De nouvelles plantes, jusque-là inadaptées au climat breton, s’installent peu à peu. Des parcelles de thé ou de vigne apparaissent, et le sorgho — plus résistant à la chaleur — pourrait bientôt s’ajouter à la liste. Dans les régions voisines comme les Pays de la Loire, certains maraîchers ont déjà abandonné la mâche, le haricot ou le petit pois pour cultiver aubergines, poivrons, patates douces et piments.
Un modèle intensif sous pression
Mais au-delà des cultures, c’est tout un système qui est remis en question. L’agriculture représente 40 % des émissions de gaz à effet de serre en Bretagne, contre 31 % pour le transport routier. Et 58 % de cet impact provient du méthane issu de l’élevage.
La densité animale y est trois fois supérieure à la moyenne nationale. Résultat : la région n’a pas assez de terres pour nourrir son cheptel. Elle dépend massivement de l’importation de protéines végétales, notamment de soja venu du Brésil. Ce seul facteur représente près de 20 % de l’empreinte carbone de l’agriculture bretonne.

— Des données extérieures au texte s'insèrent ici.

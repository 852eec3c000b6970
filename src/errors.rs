use thiserror::Error;

/// Classification of camera errors.
#[derive(Debug, Clone, Copy, PartialEq, Eq)]
pub enum CameraErrorKind {
    PropertyNotSupported,
    CameraNotOpened,
    DeviceNotFound,
    SubsystemError,
    ConfigError,
}

/// The single error type for this crate.
///
/// One tagged value instead of a type per failure: the kind drives caller
/// logic, the message is preformatted at construction for display.
#[derive(Debug, Clone, PartialEq, Eq, Error)]
#[error("{message}")]
pub struct CameraError {
    kind: CameraErrorKind,
    message: String,
}

impl CameraError {
    pub fn kind(&self) -> CameraErrorKind {
        self.kind
    }

    pub fn message(&self) -> &str {
        &self.message
    }

    pub fn property_not_supported(property: &str) -> Self {
        Self {
            kind: CameraErrorKind::PropertyNotSupported,
            message: format!("Property \"{property}\" is not supported by this camera"),
        }
    }

    /// `location` names the operation that required an opened camera.
    pub fn camera_not_opened(location: &str) -> Self {
        Self {
            kind: CameraErrorKind::CameraNotOpened,
            message: format!("Camera is not opened in {location}"),
        }
    }

    pub fn device_not_found(device_path: &str) -> Self {
        Self {
            kind: CameraErrorKind::DeviceNotFound,
            message: format!("Camera device not found: {device_path}"),
        }
    }

    pub fn subsystem(message: impl Into<String>) -> Self {
        Self {
            kind: CameraErrorKind::SubsystemError,
            message: format!("Media subsystem error: {}", message.into()),
        }
    }

    pub fn config(message: impl Into<String>) -> Self {
        Self {
            kind: CameraErrorKind::ConfigError,
            message: format!("Configuration error: {}", message.into()),
        }
    }
}

#[cfg(test)]
mod tests {
    use super::*;

    #[test]
    fn test_message_formatted_at_construction() {
        let error = CameraError::property_not_supported("Exposure");
        assert_eq!(error.kind(), CameraErrorKind::PropertyNotSupported);
        assert_eq!(
            error.to_string(),
            "Property \"Exposure\" is not supported by this camera"
        );
    }

    #[test]
    fn test_camera_not_opened_carries_location() {
        let error = CameraError::camera_not_opened("get_frame()");
        assert_eq!(error.kind(), CameraErrorKind::CameraNotOpened);
        assert!(error.message().contains("get_frame()"));
    }
}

Le Haut conseil ne prône pas l’abandon de l’élevage, mais appelle à sortir de l’intensif. L’une des pistes : revenir à des systèmes herbagers plus autonomes, où les animaux se nourrissent davantage d’herbe locale. Autre levier : replanter des haies, ces bocages traditionnels qui stockent du carbone, limitent l’érosion des sols et protègent la biodiversité. Hélas, le rythme de destruction reste encore supérieur aux efforts de replantation.
Une transition encore fragile
Transformer un système aussi ancré ne se fera pas sans résistance. Le Haut conseil le sait bien. Il insiste sur la diversité des agricultures bretonnes : certaines exploitations sont déjà engagées dans la transition, d’autres restent attachées au modèle productiviste.
Les chercheurs ont auditionné les chambres d’agriculture, les industriels de l’agroalimentaire, et des agriculteurs engagés dans des réseaux comme Climatveg ou Fermadapt. Chez ces derniers, la prise de conscience est bien réelle. Ils expérimentent de nouvelles pratiques, testent des cultures adaptées au climat de demain, cherchent des alternatives viables économiquement et écologiquement.
Un rendez-vous pour en débattre
Pour ouvrir le débat à l’échelle régionale, un forum intitulé « Climat et territoires » se tiendra le 15 mai à Saint-Brieuc (Côtes-d’Armor). Il réunira chercheurs, élus, agriculteurs et citoyens autour d’une question cruciale : comment repenser l’agriculture bretonne face au défi climatique ?
Un enjeu de survie pour une région agricole de premier plan, qui doit désormais composer avec un climat de plus en plus imprévisible. Le changement n’est plus une option, mais une nécessité.